Только таким образом можно обеспечить достаточную ёмкость внутреннего рынка. «Экономика трубы» не позволяет противостоять колоссальному внешнему давлению, которое оказывается на нас.
Валютный контроль, предлагаемый советником президента, — давно перезревшая мера. По данным ЦБ в прошлом году чистый вывоз капитала превысил $150 млрд. Это цифра, при которой невозможно не только импортозамещение, но и сохранение финансовой стабильности в стране. Парадокс — с одной стороны наши неолибералы уповают на спекулятивный финансовый капитал и отказываются вводить контроль над его движением. А с другой, нам говорят, что Резервный фонд нужно сберегать, необходимо урезать социальные расходы.
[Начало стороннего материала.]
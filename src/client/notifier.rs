//! End-of-round notification fan-out.

use std::sync::Arc;

use tokio::sync::broadcast;
use tracing::info;

use crate::dto::timer::RoundEndedEvent;

/// Capacity of the end-of-round broadcast channel.
const NOTIFICATION_CAPACITY: usize = 8;

/// Receives end-of-round signals synchronously, e.g. to play a sound.
pub trait NotificationSink: Send + Sync {
    /// Called once per round expiry.
    fn round_ended(&self, signal: RoundEndedEvent);
}

/// Fans end-of-round signals out to subscribers and sinks.
///
/// Deduplication happens upstream in the state machine; every call to [`emit`](Self::emit)
/// is delivered.
#[derive(Clone)]
pub struct NotificationEmitter {
    sender: broadcast::Sender<RoundEndedEvent>,
    sinks: Vec<Arc<dyn NotificationSink>>,
}

impl Default for NotificationEmitter {
    fn default() -> Self {
        Self::new()
    }
}

impl NotificationEmitter {
    /// Emitter without sinks.
    pub fn new() -> Self {
        let (sender, _) = broadcast::channel(NOTIFICATION_CAPACITY);
        Self {
            sender,
            sinks: Vec::new(),
        }
    }

    /// Also call `sink` for every signal.
    pub fn with_sink(mut self, sink: Arc<dyn NotificationSink>) -> Self {
        self.sinks.push(sink);
        self
    }

    /// Receive every signal emitted from now on.
    pub fn subscribe(&self) -> broadcast::Receiver<RoundEndedEvent> {
        self.sender.subscribe()
    }

    /// Deliver `signal` to every sink and subscriber.
    pub fn emit(&self, signal: RoundEndedEvent) {
        info!(event_id = %signal.event_id, round = signal.round, "Round ended");
        for sink in &self.sinks {
            sink.round_ended(signal);
        }
        let _ = self.sender.send(signal);
    }
}
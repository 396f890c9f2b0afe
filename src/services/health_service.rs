use crate::{dto::health::HealthResponse, state::SharedState};

/// Report liveness together with in-memory timer and stream counts.
pub fn health_status(state: &SharedState) -> HealthResponse {
    let authorities = state.authorities();
    HealthResponse {
        status: "ok",
        timers: authorities.len(),
        stream_subscribers: authorities
            .iter()
            .map(|(_, authority)| authority.hub().subscriber_count())
            .sum(),
    }
}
Да зашейте вы «дыры» в трансграничном движении капитала, тогда можно расходовать любые средства — никуда они не убегут.
А так в случае любых кризисов на валютных и товарных биржевых площадках спекулятивный капитал убегает из России, обесценивая рубль.
«СП»: — Насколько оправдан курс на девальвацию рубля, или он не имеет альтернативы в нынешних условиях?
— В возникших условиях (падение цен на нефть, закрытие кредитных линий для наших компаний на Западе) она была неизбежной. Но эту проблему нельзя рассматривать в отрыве от той политики, которая проводилась на протяжении всех последних лет. Если бы наша экономика не имела перекоса в пользу сырьевого и энергетического сектора, ориентированного на экспорт, если бы мы не разрушили свою обрабатывающую промышленность и сельское хозяйство, то обвального падения рубля не произошло бы. Не имея реальной производственной базы, спекулятивная атака на рубль оказалась настолько колоссальной, что у ЦБ просто не было ресурсов, чтобы противостоять ей. К тому же ослабление рубля помогло правительству заткнуть зияющие бреши в доходной части бюджета. Повторюсь, западные санкции и падение цен на нефть только обнажили структурные дефекты нашей экономики, чем не замедлили воспользоваться конкуренты. Об этих недостатках ещё в 1990-х годах громче всех говорил Сергей Глазьев. По-моему, настало время прислушаться к его аргументам.